• [What to work on] For each entry that follows, produce an exact copy.

• [Records for the exercise]
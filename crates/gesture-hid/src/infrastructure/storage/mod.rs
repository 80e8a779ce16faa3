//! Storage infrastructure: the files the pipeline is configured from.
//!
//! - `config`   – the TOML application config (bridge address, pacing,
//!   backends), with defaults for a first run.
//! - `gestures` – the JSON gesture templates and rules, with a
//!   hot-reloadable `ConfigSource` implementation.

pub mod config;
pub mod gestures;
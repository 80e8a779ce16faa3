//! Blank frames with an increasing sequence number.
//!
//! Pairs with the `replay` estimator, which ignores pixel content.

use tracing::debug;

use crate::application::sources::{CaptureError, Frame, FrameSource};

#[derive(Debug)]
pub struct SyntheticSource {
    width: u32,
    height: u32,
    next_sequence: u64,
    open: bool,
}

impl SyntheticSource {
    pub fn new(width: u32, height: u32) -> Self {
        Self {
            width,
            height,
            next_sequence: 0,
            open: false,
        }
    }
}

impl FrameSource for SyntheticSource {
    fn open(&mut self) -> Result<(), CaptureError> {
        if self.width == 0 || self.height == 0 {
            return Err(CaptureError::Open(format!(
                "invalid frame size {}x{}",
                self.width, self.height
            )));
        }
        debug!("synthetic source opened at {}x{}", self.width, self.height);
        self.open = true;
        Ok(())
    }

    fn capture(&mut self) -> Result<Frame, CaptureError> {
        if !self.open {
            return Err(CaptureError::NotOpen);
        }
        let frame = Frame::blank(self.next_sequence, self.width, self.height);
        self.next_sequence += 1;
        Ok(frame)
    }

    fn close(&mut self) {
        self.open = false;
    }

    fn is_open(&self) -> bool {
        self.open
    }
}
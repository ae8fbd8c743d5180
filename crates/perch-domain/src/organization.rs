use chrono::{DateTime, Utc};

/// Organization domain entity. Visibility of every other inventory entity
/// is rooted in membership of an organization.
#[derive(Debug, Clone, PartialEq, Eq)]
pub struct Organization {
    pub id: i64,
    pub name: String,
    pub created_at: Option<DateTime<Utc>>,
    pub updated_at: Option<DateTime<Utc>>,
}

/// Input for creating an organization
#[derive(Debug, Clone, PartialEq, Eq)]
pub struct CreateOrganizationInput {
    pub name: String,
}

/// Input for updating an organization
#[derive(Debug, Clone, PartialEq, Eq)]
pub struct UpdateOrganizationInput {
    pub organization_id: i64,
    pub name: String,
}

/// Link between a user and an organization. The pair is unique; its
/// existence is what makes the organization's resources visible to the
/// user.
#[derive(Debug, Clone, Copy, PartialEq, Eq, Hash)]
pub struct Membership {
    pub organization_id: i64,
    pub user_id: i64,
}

• [Output of the exercise]
filename crates/gesture-hid/src/infrastructure/storage/mod.rs
repository 80e8a779ce16faa3
//! Storage infrastructure: the files the pipeline is configured from.
//!
//! - `config`   – the TOML application config (bridge address, pacing,
//!   backends), with defaults for a first run.
//! - `gestures` – the JSON gesture templates and rules, with a
//!   hot-reloadable `ConfigSource` implementation.

pub mod config;
pub mod gestures;
repository 80e8a779ce16faa3
//! Blank frames with an increasing sequence number.
//!
//! Pairs with the `replay` estimator, which ignores pixel content.

use tracing::debug;

use crate::application::sources::{CaptureError, Frame, FrameSource};

#[derive(Debug)]
pub struct SyntheticSource {
    width: u32,
    height: u32,
    next_sequence: u64,
    open: bool,
}

impl SyntheticSource {
    pub fn new(width: u32, height: u32) -> Self {
        Self {
            width,
            height,
            next_sequence: 0,
            open: false,
        }
    }
}

impl FrameSource for SyntheticSource {
    fn open(&mut self) -> Result<(), CaptureError> {
        if self.width == 0 || self.height == 0 {
            return Err(CaptureError::Open(format!(
                "invalid frame size {}x{}",
                self.width, self.height
            )));
        }
        debug!("synthetic source opened at {}x{}", self.width, self.height);
        self.open = true;
        Ok(())
    }

    fn capture(&mut self) -> Result<Frame, CaptureError> {
        if !self.open {
            return Err(CaptureError::NotOpen);
        }
        let frame = Frame::blank(self.next_sequence, self.width, self.height);
        self.next_sequence += 1;
        Ok(frame)
    }

    fn close(&mut self) {
        self.open = false;
    }

    fn is_open(&self) -> bool {
        self.open
    }
}
repository ae8fbd8c743d5180
filename crates/perch-domain/src/organization.rs
use chrono::{DateTime, Utc};

/// Organization domain entity. Visibility of every other inventory entity
/// is rooted in membership of an organization.
#[derive(Debug, Clone, PartialEq, Eq)]
pub struct Organization {
    pub id: i64,
    pub name: String,
    pub created_at: Option<DateTime<Utc>>,
    pub updated_at: Option<DateTime<Utc>>,
}

/// Input for creating an organization
#[derive(Debug, Clone, PartialEq, Eq)]
pub struct CreateOrganizationInput {
    pub name: String,
}

/// Input for updating an organization
#[derive(Debug, Clone, PartialEq, Eq)]
pub struct UpdateOrganizationInput {
    pub organization_id: i64,
    pub name: String,
}

/// Link between a user and an organization. The pair is unique; its
/// existence is what makes the organization's resources visible to the
/// user.
#[derive(Debug, Clone, Copy, PartialEq, Eq, Hash)]
pub struct Membership {
    pub organization_id: i64,
    pub user_id: i64,
}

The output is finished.